▶ [Required action]: Output exactly, with nothing added, the entries from the first line through the line with "pub struct SignedTransaction".

[Stored items]
▼
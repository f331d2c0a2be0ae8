//! Reporter key and EIP-155 legacy transaction signing.

use alloy_consensus::{SignableTransaction, TxEnvelope, TxLegacy};
use alloy_eips::eip2718::Encodable2718;
use alloy_network::TxSignerSync;
use alloy_primitives::{Address, Bytes, TxKind, B256, U256};
use alloy_signer_local::PrivateKeySigner;

use super::TransactionRequest;
use crate::error::ChainError;

#[derive(Clone, Debug, PartialEq, Eq)]
pub struct SignedTransaction {
    pub raw: Bytes,
    pub hash: B256,
}

/// Legacy transaction calling `request.to` with `request.data`.
pub fn legacy_transaction(
    request: &TransactionRequest,
    nonce: u64,
    gas_price: u128,
    chain_id: u64,
) -> TxLegacy {
    TxLegacy {
        chain_id: Some(chain_id),
        nonce,
        gas_price,
        gas_limit: request.gas_limit,
        to: TxKind::Call(request.to),
        value: U256::ZERO,
        input: request.data.clone(),
    }
}

/// The reporter's signing key. Only one task owns a `Wallet`.
pub struct Wallet {
    signer: PrivateKeySigner,
}

impl Wallet {
    pub fn from_hex(private_key: &str) -> Result<Self, ChainError> {
        let signer = private_key
            .trim()
            .parse::<PrivateKeySigner>()
            .map_err(|err| ChainError::Decode(format!("reporter key: {err}")))?;
        Ok(Self { signer })
    }

    pub fn address(&self) -> Address {
        self.signer.address()
    }

    pub fn sign_transaction(&self, mut tx: TxLegacy) -> Result<SignedTransaction, ChainError> {
        let signature = self
            .signer
            .sign_transaction_sync(&mut tx)
            .map_err(|err| ChainError::Decode(format!("signing failed: {err}")))?;
        let signed = tx.into_signed(signature);
        let hash = *signed.hash();
        Ok(SignedTransaction {
            raw: TxEnvelope::from(signed).encoded_2718().into(),
            hash,
        })
    }
}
▲
▶ [Solution to this task]:
repository f331d2c0a2be0ae8
//! Reporter key and EIP-155 legacy transaction signing.

use alloy_consensus::{SignableTransaction, TxEnvelope, TxLegacy};
use alloy_eips::eip2718::Encodable2718;
use alloy_network::TxSignerSync;
use alloy_primitives::{Address, Bytes, TxKind, B256, U256};
use alloy_signer_local::PrivateKeySigner;

use super::TransactionRequest;
use crate::error::ChainError;

#[derive(Clone, Debug, PartialEq, Eq)]
pub struct SignedTransaction {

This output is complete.